- What is expected:
Reply with one number only: the count of lines below that contain the word "FieldResolver".

- Supplied records:
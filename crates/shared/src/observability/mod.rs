//! 统一可观测性模块
//!
//! 提供日志与追踪的统一初始化。所有入口通过单一函数配置 subscriber，
//! 确保一致的日志格式与过滤规则。

pub mod tracing;

use ::tracing::info;
use anyhow::Result;
use serde::Deserialize;

/// 可观测性配置
#[derive(Debug, Clone, Deserialize)]
#[serde(default)]
pub struct ObservabilityConfig {
    /// 服务名称，用于标识日志来源
    pub service_name: String,

    /// 日志级别（如 "info", "debug"），RUST_LOG 优先
    pub log_level: String,

    /// 是否启用 JSON 格式日志
    pub json_logs: bool,
}

fn default_log_level() -> String {
    "info".to_string()
}

impl Default for ObservabilityConfig {
    fn default() -> Self {
        Self {
            service_name: "unknown-service".to_string(),
            log_level: default_log_level(),
            json_logs: false,
        }
    }
}

impl ObservabilityConfig {
    pub fn with_service_name(mut self, service_name: &str) -> Self {
        self.service_name = service_name.to_string();
        self
    }
}

/// 可观测性资源守卫
///
/// 持有日志 subscriber 的生命周期，drop 时输出关闭日志。
pub struct ObservabilityGuard {
    _tracing_guard: tracing::TracingGuard,
}

impl Drop for ObservabilityGuard {
    fn drop(&mut self) {
        info!("Shutting down observability...");
    }
}

/// 统一初始化可观测性
///
/// # Example
///
/// ```ignore
/// use scene_shared::observability::{init, ObservabilityConfig};
///
/// fn main() -> anyhow::Result<()> {
///     let config = ObservabilityConfig::default().with_service_name("scene-rules");
///     let _guard = init(&config)?;
///     Ok(())
/// }
/// ```
pub fn init(config: &ObservabilityConfig) -> Result<ObservabilityGuard> {
    let tracing_guard = tracing::init(config)?;

    info!(
        service = %config.service_name,
        json_logs = config.json_logs,
        "Observability initialized"
    );

    Ok(ObservabilityGuard {
        _tracing_guard: tracing_guard,
    })
}
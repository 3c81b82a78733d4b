//! 统一错误处理模块
//!
//! 定义系统中共享的错误类型，使用 thiserror 提供良好的错误信息。

use thiserror::Error;

/// 系统错误类型
#[derive(Debug, Error)]
pub enum SceneError {
    // ==================== 配置错误 ====================
    #[error("配置加载失败: {0}")]
    Config(#[from] config::ConfigError),

    // ==================== 文件与序列化错误 ====================
    #[error("文件读取失败: {path} - {source}")]
    Io {
        path: String,
        #[source]
        source: std::io::Error,
    },

    #[error("JSON 解析失败: {0}")]
    Json(#[from] serde_json::Error),

    // ==================== 业务逻辑错误 ====================
    #[error("参数验证失败: {0}")]
    Validation(String),

    #[error("规则同步冲突: {0}")]
    SyncConflict(String),

    #[error("记录未找到: {entity} id={id}")]
    NotFound { entity: String, id: String },

    // ==================== 通用错误 ====================
    #[error("内部错误: {0}")]
    Internal(String),
}

/// 错误结果类型别名
pub type Result<T> = std::result::Result<T, SceneError>;

impl SceneError {
    /// 获取错误码
    pub fn code(&self) -> &'static str {
        match self {
            Self::Config(_) => "CONFIG_ERROR",
            Self::Io { .. } => "IO_ERROR",
            Self::Json(_) => "JSON_ERROR",
            Self::Validation(_) => "VALIDATION_ERROR",
            Self::SyncConflict(_) => "SYNC_CONFLICT",
            Self::NotFound { .. } => "NOT_FOUND",
            Self::Internal(_) => "INTERNAL_ERROR",
        }
    }

    /// 是否由调用方输入引起（可由用户修正后重试）
    pub fn is_user_error(&self) -> bool {
        matches!(
            self,
            Self::Validation(_) | Self::SyncConflict(_) | Self::NotFound { .. }
        )
    }
}
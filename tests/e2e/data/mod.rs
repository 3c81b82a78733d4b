//! 测试数据

pub mod fixtures;

pub use fixtures::*;
//! 字段路径解析
//!
//! 按点号分隔的路径从场景记录中取值。路径途经数组时，剩余路径会作用于数组的
//! 每个元素并把结果展平，从而实现"至少一位表演者满足"的语义。
//! 数据缺失不是错误，统一返回 None。

use serde_json::Value;

use crate::measurements::{MeasurementComponent, Measurements};

/// 表演者数量（合成字段）
pub const PERFORMER_COUNT: &str = "performers.count";

const PERFORMERS: &str = "performers";
const MEASUREMENTS: &str = "measurements";

/// 字段解析器
pub struct FieldResolver;

impl FieldResolver {
    /// 解析字段路径
    ///
    /// 除通用路径外，支持以下合成路径：
    /// - `performers.count`：表演者数量
    /// - `performers.cup_size` / `performers.waist` / `performers.hip`：
    ///   从每位表演者的 measurements 字符串中解析出的分量
    pub fn resolve(record: &Value, path: &str) -> Option<Value> {
        if path == PERFORMER_COUNT {
            return Some(Value::from(Self::performer_count(record)));
        }

        if let Some(component) = Self::measurement_component(path) {
            return Self::resolve_measurements(record, component);
        }

        let segments: Vec<&str> = path.split('.').collect();
        Self::walk(record, &segments)
    }

    fn performer_count(record: &Value) -> usize {
        match record.get(PERFORMERS) {
            Some(Value::Array(performers)) => performers.len(),
            _ => 0,
        }
    }

    fn measurement_component(path: &str) -> Option<MeasurementComponent> {
        let key = path.strip_prefix("performers.")?;
        MeasurementComponent::from_key(key)
    }

    /// 逐个解析表演者的三围，收集非空分量
    fn resolve_measurements(record: &Value, component: MeasurementComponent) -> Option<Value> {
        let Some(Value::Array(performers)) = record.get(PERFORMERS) else {
            return None;
        };

        let values: Vec<Value> = performers
            .iter()
            .filter_map(|performer| performer.get(MEASUREMENTS)?.as_str())
            .filter_map(|raw| Measurements::parse(raw).component(component))
            .collect();

        if values.is_empty() {
            None
        } else {
            Some(Value::Array(values))
        }
    }

    fn walk(record: &Value, segments: &[&str]) -> Option<Value> {
        let mut current = record;

        for (i, key) in segments.iter().enumerate() {
            match current {
                Value::Array(items) => return Some(Self::broadcast(items, &segments[i..])),
                Value::Object(map) => current = map.get(*key)?,
                _ => return None,
            }
        }

        match current {
            Value::Null => None,
            value => Some(value.clone()),
        }
    }

    /// 剩余路径作用于数组每个元素，展平并丢弃空值
    fn broadcast(items: &[Value], remaining: &[&str]) -> Value {
        let mut results = Vec::new();

        for item in items {
            match Self::walk(item, remaining) {
                Some(Value::Array(values)) => results.extend(values),
                Some(value) => results.push(value),
                None => {}
            }
        }

        Value::Array(results)
    }
}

- Exercise solution:
2